This page comes from a desire to help the general beer-drinking public understand beer flavor. The craft beer “revolution” is well underway and entering its sophomore phases with relatively steady growth, even with US beer sales down a bit in 2009. Along with the number of microbreweries and brewpubs still starting these days, it’s apparent that there is a growing interest in beer with more flavor. However, what is not apparent is an interest in learning why so much of this beer is bad. Whether its a brewpub with an infection, a microbrewery pushing out young beer because they don’t have the capacity to meet demand, a macrobrewer putting their beer in clear or green glass, a distributor leaving beer out on a warm loading dock, or an import brewer shipping their beer unrefrigerated, the list of causes of beer flavor defects is long and wide. And in general, unknown by those drinking the beer.

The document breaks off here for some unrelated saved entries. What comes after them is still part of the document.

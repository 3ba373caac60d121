//! API keys kept in the OS keychain rather than in preferences.

use keyring::Entry;
use tracing::{info, warn};

use crate::error::EcoConnectError;
use crate::weather::WEATHER_KEY_SERVICE;

/// Account name under which every EcoConnect secret is stored.
pub const KEYCHAIN_USER: &str = "ecoconnect";

/// Keychain services the frontend may read or write.
pub const KNOWN_SERVICES: &[&str] = &[WEATHER_KEY_SERVICE];

fn entry(service: &str) -> Result<Entry, EcoConnectError> {
    if !KNOWN_SERVICES.contains(&service) {
        return Err(EcoConnectError::Validation(format!(
            "Unknown key service: {}",
            service
        )));
    }
    Entry::new(service, KEYCHAIN_USER).map_err(|e| {
        warn!("Failed to create keyring entry for {}: {}", service, e);
        EcoConnectError::Keychain(e.to_string())
    })
}

/// Read a stored key. A missing entry is `Ok(None)`.
pub fn read_api_key(service: &str) -> Result<Option<String>, EcoConnectError> {
    match entry(service)?.get_password() {
        Ok(key) => Ok(Some(key)),
        Err(keyring::Error::NoEntry) => {
            info!("No API key stored for {}", service);
            Ok(None)
        }
        Err(e) => {
            warn!("Failed to read API key for {}: {}", service, e);
            Err(EcoConnectError::Keychain(e.to_string()))
        }
    }
}

#[tauri::command]
pub fn set_api_key(service: &str, key: &str) -> Result<(), String> {
    if key.trim().is_empty() {
        return Err(EcoConnectError::Validation("API key cannot be empty".to_string()).into());
    }
    info!("Storing API key for {}", service);
    entry(service)?.set_password(key.trim()).map_err(|e| {
        warn!("Failed to store API key for {}: {}", service, e);
        EcoConnectError::Keychain(e.to_string()).into()
    })
}

#[tauri::command]
pub fn get_api_key(service: &str) -> Result<Option<String>, String> {
    Ok(read_api_key(service)?)
}

/// Remove a stored key. Deleting a key that was never stored succeeds.
#[tauri::command]
pub fn delete_api_key(service: &str) -> Result<(), String> {
    info!("Deleting API key for {}", service);
    match entry(service)?.delete_credential() {
        Ok(()) | Err(keyring::Error::NoEntry) => Ok(()),
        Err(e) => {
            warn!("Failed to delete API key for {}: {}", service, e);
            Err(EcoConnectError::Keychain(e.to_string()).into())
        }
    }
}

If we can bring a common understanding and vocabulary to describing the beer we like and don’t like, and start persuading beer handlers to better protect their beer, then we can all enjoy the benefits.

About me:

MS, BS, Food Science and Technology
Published, Journal of the American Society of Brewing Chemists

Current Job: Sensory Panel Administrator, American Regional Craft Brewery

For the sake of of myself and my employer, I will take every step to maintain our privacy and anonymity.

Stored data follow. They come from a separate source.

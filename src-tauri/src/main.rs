// Prevents additional console window on Windows in release
#![cfg_attr(not(debug_assertions), windows_subsystem = "windows")]

fn main() {
    ecoconnect_tauri::run()
}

The views expressed in this blog are not those of my employer, whoever that may be.

Email address is on the Contact page.


13 responses to “About

  1. How did you get into brewing?

    • A college microbiology course alerted me to the fact that some schools offer coursework on brewing and oenology. I sought out one of these schools and found a new home that I fell in love with. I love it because it encapsulates many different sciences and involves a unique product with an interesting history.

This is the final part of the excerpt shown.